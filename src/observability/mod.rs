//! Observability subsystem.
//!
//! # Data Flow
//! ```text
//! All subsystems produce:
//!     → logging.rs (structured events, job spans with run ids)
//!     → metrics.rs (counters)
//!
//! Consumers:
//!     → stdout
//!     → Metrics endpoint (Prometheus scrape, when enabled)
//! ```

pub mod logging;
pub mod metrics;
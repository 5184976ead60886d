//! The claim-and-swap run.

use alloy::primitives::{Address, TxHash, U256};
use async_trait::async_trait;
use std::sync::Arc;

use crate::blockchain::contracts;
use crate::blockchain::{ChainClient, TokenAmount};
use crate::config::KeeperConfig;
use crate::lifecycle::scheduler::{Job, JobError};
use crate::notify::Notifier;
use crate::orchestrator::report::{ClaimOutcome, RunError, RunReport, Stage, SwapOutcome};
use crate::rewards::{RewardClaim, RewardsLedger};
use crate::swap::{SwapAggregator, SwapError, SwapQuote, SwapSide};

/// Addresses and display settings for one claim-and-swap pipeline.
#[derive(Debug, Clone)]
pub struct PipelineSettings {
    pub claim_contract: Address,
    pub source_token: Address,
    pub destination_token: Address,
    /// Swap output recipient; the sender when `None`.
    pub receiver: Option<Address>,
    pub source_decimals: u8,
    pub destination_decimals: u8,
    pub source_symbol: String,
    pub destination_symbol: String,
    pub explorer_tx_url: String,
}

impl PipelineSettings {
    pub fn from_config(config: &KeeperConfig) -> Self {
        let claim = &config.claim;
        Self {
            claim_contract: claim.contract_address,
            source_token: claim.source_token,
            destination_token: claim.destination_token,
            receiver: claim.receiver,
            source_decimals: claim.source_decimals,
            destination_decimals: claim.destination_decimals,
            source_symbol: claim.source_symbol.clone(),
            destination_symbol: claim.destination_symbol.clone(),
            explorer_tx_url: config.notifier.explorer_tx_url.clone(),
        }
    }
}

/// Claims accrued rewards, then sells the reward token balance.
///
/// Not safe to run concurrently against one wallet; the scheduler's
/// in-flight guard serializes runs.
pub struct ClaimAndSwap {
    settings: PipelineSettings,
    ledger: Arc<dyn RewardsLedger>,
    chain: Arc<dyn ChainClient>,
    aggregator: Arc<dyn SwapAggregator>,
    notifier: Option<Arc<dyn Notifier>>,
}

impl ClaimAndSwap {
    pub fn new(
        settings: PipelineSettings,
        ledger: Arc<dyn RewardsLedger>,
        chain: Arc<dyn ChainClient>,
        aggregator: Arc<dyn SwapAggregator>,
        notifier: Option<Arc<dyn Notifier>>,
    ) -> Self {
        Self {
            settings,
            ledger,
            chain,
            aggregator,
            notifier,
        }
    }

    /// Execute one run.
    ///
    /// A ledger failure aborts before anything is written. A claim failure
    /// is recorded in the report and the swap is still attempted. Any swap
    /// failure ends the run; the next scheduled run starts over.
    pub async fn run(&self) -> Result<RunReport, RunError> {
        let sender = self.chain.sender();

        tracing::info!(stage = %Stage::FetchClaim, address = %sender, "Fetching reward claim");
        let claim = self.ledger.fetch_claim(sender).await?;

        let claim = self.claim(&claim).await;
        let swap = self.swap(sender).await?;

        tracing::info!(stage = %Stage::Done, claim = ?claim, swap = ?swap, "Claim-and-swap run finished");
        Ok(RunReport { claim, swap })
    }

    async fn claim(&self, claim: &RewardClaim) -> ClaimOutcome {
        if !claim.has_claimable() {
            tracing::info!(stage = %Stage::SkipClaim, cycle = claim.cycle, "No rewards available to claim");
            return ClaimOutcome::NothingToClaim;
        }

        tracing::info!(
            stage = %Stage::SubmitClaim,
            amount = %claim.available,
            cumulative = %claim.cumulative_amount,
            cycle = claim.cycle,
            proof_len = claim.proof.len(),
            "Submitting claim"
        );
        let payload = contracts::claim_payload(self.settings.claim_contract, claim);
        let handle = match self.chain.submit_transaction(payload).await {
            Ok(handle) => handle,
            Err(e) => {
                tracing::error!(stage = %Stage::SubmitClaim, error = %e, "Claim submission failed");
                return ClaimOutcome::Failed {
                    tx_hash: None,
                    reason: e.to_string(),
                };
            }
        };

        tracing::info!(stage = %Stage::ConfirmClaim, tx_hash = %handle.tx_hash, "Awaiting claim confirmation");
        match self.chain.await_confirmation(&handle).await {
            Ok(receipt) => {
                tracing::info!(tx_hash = %receipt.tx_hash, block = receipt.block_number, "Claim confirmed");
                ClaimOutcome::Claimed {
                    amount: claim.available,
                    tx_hash: receipt.tx_hash,
                }
            }
            Err(e) => {
                tracing::error!(
                    stage = %Stage::ConfirmClaim,
                    tx_hash = %handle.tx_hash,
                    error = %e,
                    "Claim not confirmed"
                );
                ClaimOutcome::Failed {
                    tx_hash: Some(handle.tx_hash),
                    reason: e.to_string(),
                }
            }
        }
    }

    async fn swap(&self, sender: Address) -> Result<SwapOutcome, RunError> {
        let source = self.settings.source_token;

        tracing::info!(stage = %Stage::CheckBalance, token = %source, owner = %sender, "Reading balance");
        let balance = self.chain.get_balance(source, sender).await?;
        if balance.is_zero() {
            tracing::info!("No source token balance to trade");
            return Ok(SwapOutcome::NoBalance);
        }
        tracing::info!(balance = %balance.amount, "Source token balance");

        let mut quote = self.quote(balance.amount).await?;
        let spender = self.spender(&quote).await?;

        tracing::info!(stage = %Stage::CheckAllowance, spender = %spender, "Reading allowance");
        let allowance = self.chain.get_allowance(source, sender, spender).await?;

        let mut approval_tx = None;
        if !allowance.covers(&balance) {
            approval_tx = Some(self.approve(spender, &allowance, &balance).await?);
            // The approval wait outlived the first quote; price again so the
            // route handed to the builder is fresh.
            quote = self.quote(balance.amount).await?;

            let quoted = self.spender(&quote).await?;
            if quoted != spender {
                tracing::warn!(approved = %spender, quoted = %quoted, "Transfer proxy changed after approval");
                let allowance = self.chain.get_allowance(source, sender, quoted).await?;
                if !allowance.covers(&balance) {
                    return Err(SwapError::SpenderChanged {
                        approved: spender,
                        quoted,
                    }
                    .into());
                }
            }
        }

        let receiver = self.settings.receiver.unwrap_or(sender);
        tracing::info!(stage = %Stage::BuildSwapTx, receiver = %receiver, "Building swap transaction");
        let payload = self.aggregator.build_swap_transaction(&quote, receiver).await?;

        tracing::info!(stage = %Stage::SubmitSwap, to = %payload.to, amount = %quote.source.amount, "Submitting swap");
        let handle = self.chain.submit_transaction(payload).await?;

        tracing::info!(stage = %Stage::ConfirmSwap, tx_hash = %handle.tx_hash, "Awaiting swap confirmation");
        let receipt = self.chain.await_confirmation(&handle).await?;
        tracing::info!(tx_hash = %receipt.tx_hash, block = receipt.block_number, "Swap confirmed");

        self.notify_swap(&quote, receipt.tx_hash).await;

        Ok(SwapOutcome::Swapped {
            sold: quote.source,
            quoted: quote.destination,
            tx_hash: receipt.tx_hash,
            approval_tx,
        })
    }

    async fn quote(&self, amount: U256) -> Result<SwapQuote, RunError> {
        tracing::info!(stage = %Stage::GetQuote, amount = %amount, "Requesting quote");
        let quote = self
            .aggregator
            .get_quote(
                self.settings.source_token,
                self.settings.destination_token,
                amount,
                SwapSide::Sell,
            )
            .await?;
        Ok(quote)
    }

    /// Transfer proxy the swap will pull tokens through.
    async fn spender(&self, quote: &SwapQuote) -> Result<Address, RunError> {
        match quote.transfer_proxy {
            Some(proxy) if proxy != Address::ZERO => Ok(proxy),
            _ => Ok(self.aggregator.get_transfer_proxy().await?),
        }
    }

    async fn approve(
        &self,
        spender: Address,
        allowance: &TokenAmount,
        required: &TokenAmount,
    ) -> Result<TxHash, RunError> {
        tracing::info!(
            stage = %Stage::Approve,
            spender = %spender,
            allowance = %allowance.amount,
            required = %required.amount,
            "Allowance insufficient, approving"
        );
        let payload = contracts::approve_payload(required.token, spender, required.amount);
        let handle = self.chain.submit_transaction(payload).await?;

        tracing::info!(stage = %Stage::ConfirmApprove, tx_hash = %handle.tx_hash, "Awaiting approval confirmation");
        let receipt = self.chain.await_confirmation(&handle).await?;
        Ok(receipt.tx_hash)
    }

    async fn notify_swap(&self, quote: &SwapQuote, tx_hash: TxHash) {
        let Some(notifier) = &self.notifier else {
            return;
        };

        let message = format!(
            "Swapped {} {} to {} {} with tx hash: {}{}",
            quote.source.display(self.settings.source_decimals),
            self.settings.source_symbol,
            quote.destination.display(self.settings.destination_decimals),
            self.settings.destination_symbol,
            self.settings.explorer_tx_url,
            tx_hash
        );

        tracing::debug!(stage = %Stage::Notify, "Sending swap notification");
        if let Err(e) = notifier.notify(&message).await {
            tracing::warn!(error = %e, "Swap notification failed");
        }
    }
}

#[async_trait]
impl Job for ClaimAndSwap {
    fn name(&self) -> &'static str {
        "claim_and_swap"
    }

    async fn run_once(&self) -> Result<(), JobError> {
        match self.run().await {
            Ok(_) => Ok(()),
            Err(e) => {
                tracing::error!(
                    error = %e,
                    tx_hash = ?e.tx_hash(),
                    sender = %self.chain.sender(),
                    source_token = %self.settings.source_token,
                    "Claim-and-swap run aborted"
                );
                Err(Box::new(e))
            }
        }
    }
}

◆ ◆ ◆ ◆

Quote exactly the opening line of the material above and every line after it, up to and including the line that contains "one claim-and-swap pipeline.".

filename src/observability/mod.rs
//! Observability subsystem.
//!
//! # Data Flow
//! ```text
//! All subsystems produce:
//!     → logging.rs (structured events, job spans with run ids)
//!     → metrics.rs (counters)
//!
//! Consumers:
//!     → stdout
//!     → Metrics endpoint (Prometheus scrape, when enabled)
//! ```

pub mod logging;
pub mod metrics;
repository 5184976ead60886d
//! The claim-and-swap run.

use alloy::primitives::{Address, TxHash, U256};
use async_trait::async_trait;
use std::sync::Arc;

use crate::blockchain::contracts;
use crate::blockchain::{ChainClient, TokenAmount};
use crate::config::KeeperConfig;
use crate::lifecycle::scheduler::{Job, JobError};
use crate::notify::Notifier;
use crate::orchestrator::report::{ClaimOutcome, RunError, RunReport, Stage, SwapOutcome};
use crate::rewards::{RewardClaim, RewardsLedger};
use crate::swap::{SwapAggregator, SwapError, SwapQuote, SwapSide};

/// Addresses and display settings for one claim-and-swap pipeline.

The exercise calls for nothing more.